- Estudo publicado na revista Proceedings of the National Academy of Sciences indica que carvalhos com quase mil anos nasceram nas florestas italianas após o recuo humano causado pela Peste Negra, a partir de 1347.
- Em Aspromonte, no sul da Itália, e na Ilha de Montecristo houve um boom de novas árvores no início dos anos 1400, correspondendo ao período de queda populacional.
- A idade das árvores foi determinada por datação por radiocarbono, com uso de um acelerador de partículas no Centro de Física Aplicada da Universidade de Salento.
- Na Ilha de Montecristo, algumas árvores chegaram a quase 950 anos; em Aspromonte o processo foi mais lento por solo já degradado pela exploração medieval.
- Os pesquisadores destacam que a diminuição da pressão humana permite a recuperação de ecossistemas florestais, com lições para reflorestamento e combate às mudanças climáticas, e mencionam proteção pela polícia ambiental italiana.

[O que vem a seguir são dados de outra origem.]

#[cfg(test)]
mod tests {
    use super::*;
    use crate::packet::Nonce;
    use pretty_assertions::assert_eq;

    fn name(uri: &str) -> Name {
        uri.parse().unwrap()
    }

    fn interest(uri: &str, can_be_prefix: bool) -> Interest {
        Interest::new(name(uri), can_be_prefix, Nonce::from(1))
    }

    #[test]
    fn test_pit_aggregation() {
        let mut tables = Tables::new(StrategyId::default());
        let (a, is_new) = tables.pit_find_or_insert(&interest("/a/b", false));
        assert!(is_new);
        let (b, is_new) = tables.pit_find_or_insert(&interest("/a/b", false));
        assert!(!is_new);
        assert_eq!(a, b);

        // Different selectors do not aggregate
        let (c, is_new) = tables.pit_find_or_insert(&interest("/a/b", true));
        assert!(is_new);
        assert_ne!(a, c);
        let fresh = interest("/a/b", false).with_must_be_fresh(true);
        assert!(tables.pit_find(&fresh).is_none());

        assert!(tables.pit_erase(a).is_some());
        assert!(tables.pit_find(&interest("/a/b", false)).is_none());
        assert_eq!(tables.pit_find(&interest("/a/b", true)), Some(c));
        assert!(tables.pit_erase(c).is_some());
        assert!(tables.root.children.is_empty());
        assert!(tables.pit().is_empty());
    }

    #[test]
    fn test_pit_data_matches() {
        let mut tables = Tables::new(StrategyId::default());
        let (exact, _) = tables.pit_find_or_insert(&interest("/a/b", false));
        let (prefix, _) = tables.pit_find_or_insert(&interest("/a", true));
        let (not_prefix, _) = tables.pit_find_or_insert(&interest("/a", false));
        let (other, _) = tables.pit_find_or_insert(&interest("/x", true));

        let data = Data::new(name("/a/b"), b"");
        let mut never = || -> [u8; 32] { panic!("no full-name entry") };
        let mut matches = tables.pit_find_all_data_matches(&data, &mut never);
        matches.sort();
        let mut expected = vec![exact, prefix];
        expected.sort();
        assert_eq!(matches, expected);
        assert!(!matches.contains(&not_prefix));
        assert!(!matches.contains(&other));

        let full = name("/a/b").adding_component(NameComponent::implicit_digest([7; 32]));
        let (by_digest, _) = tables.pit_find_or_insert(&Interest::new(full, false, Nonce::from(1)));
        let matches = tables.pit_find_all_data_matches(&data, &mut || [7; 32]);
        assert!(matches.contains(&by_digest));
        let matches = tables.pit_find_all_data_matches(&data, &mut || [8; 32]);
        assert!(!matches.contains(&by_digest));
    }

    #[test]
    fn test_fib_longest_prefix() {
        let mut tables = Tables::new(StrategyId::default());
        let f1 = FaceToken(256);
        let f2 = FaceToken(257);
        assert!(tables.fib_add_next_hop(&name("/a"), f1, 10));
        assert!(tables.fib_add_next_hop(&name("/a/b"), f2, 10));
        assert!(tables.fib_add_next_hop(&name("/a/b"), f1, 5));
        assert!(!tables.fib_add_next_hop(&name("/a/b"), f1, 20));

        assert_eq!(
            tables.fib_lookup(&name("/a/b/c")),
            &[NextHop { cost: 10, face: f2 }, NextHop { cost: 20, face: f1 }]
        );
        assert_eq!(tables.fib_lookup(&name("/a/x")), &[NextHop { cost: 10, face: f1 }]);
        assert!(tables.fib_lookup(&name("/z")).is_empty());

        tables.fib_remove_face(f2);
        assert_eq!(tables.fib_lookup(&name("/a/b")), &[NextHop { cost: 20, face: f1 }]);
        assert!(tables.fib_remove_next_hop(&name("/a/b"), f1));
        assert!(!tables.fib_remove_next_hop(&name("/a/b"), f1));
        assert_eq!(tables.fib_lookup(&name("/a/b")), &[NextHop { cost: 10, face: f1 }]);
    }

    #[test]
    fn test_effective_strategy() {
        let mut tables = Tables::new(StrategyId(0));
        tables.set_strategy(&name("/a"), StrategyId(1));
        tables.set_strategy(&name("/a/b/c"), StrategyId(2));
        assert_eq!(tables.effective_strategy(&name("/")), StrategyId(0));
        assert_eq!(tables.effective_strategy(&name("/a/b")), StrategyId(1));
        assert_eq!(tables.effective_strategy(&name("/a/b/c/d")), StrategyId(2));

        assert!(!tables.unset_strategy(&Name::new()));
        assert!(tables.unset_strategy(&name("/a")));
        assert_eq!(tables.effective_strategy(&name("/a/b")), StrategyId(0));
    }

    #[test]
    fn test_partial_enumerate_prunes() {
        let mut tables = Tables::new(StrategyId(0));
        let (ab, _) = tables.pit_find_or_insert(&interest("/a/b", false));
        let (acd, _) = tables.pit_find_or_insert(&interest("/a/c/d", false));
        let (ax, _) = tables.pit_find_or_insert(&interest("/a/x/y", false));
        tables.fib_add_next_hop(&name("/a/x"), FaceToken(256), 0);

        let found = tables.partial_enumerate(&name("/a"), |node| {
            if node.has_fib_entry && node.depth > 1 {
                (false, false)
            } else {
                (node.has_pit_entries, true)
            }
        });
        assert_eq!(found, vec![ab, acd]);
        assert!(!found.contains(&ax));

        assert!(tables
            .partial_enumerate(&name("/missing"), |_| (true, true))
            .is_empty());
    }
}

O estudo revela que carvalhos com quase mil anos surgiram nas florestas da Itália após o recuo humano causado pela Peste Negra, que devastou a população europeia a partir de 1347. A pesquisa, publicada na revista PNAS, associa o colapso demográfico à regeneração de ecossistemas mediterrâneos.
Os pesquisadores analisaram carvalhos nas montanhas de Aspromonte, no sul da Itália, e na Ilha de Montecristo. Observou-se um surto de novas árvores no início dos anos 1400, período que sucede a pandemia e coincide com a queda de atividades agrícolas, pastoris e de uso da madeira.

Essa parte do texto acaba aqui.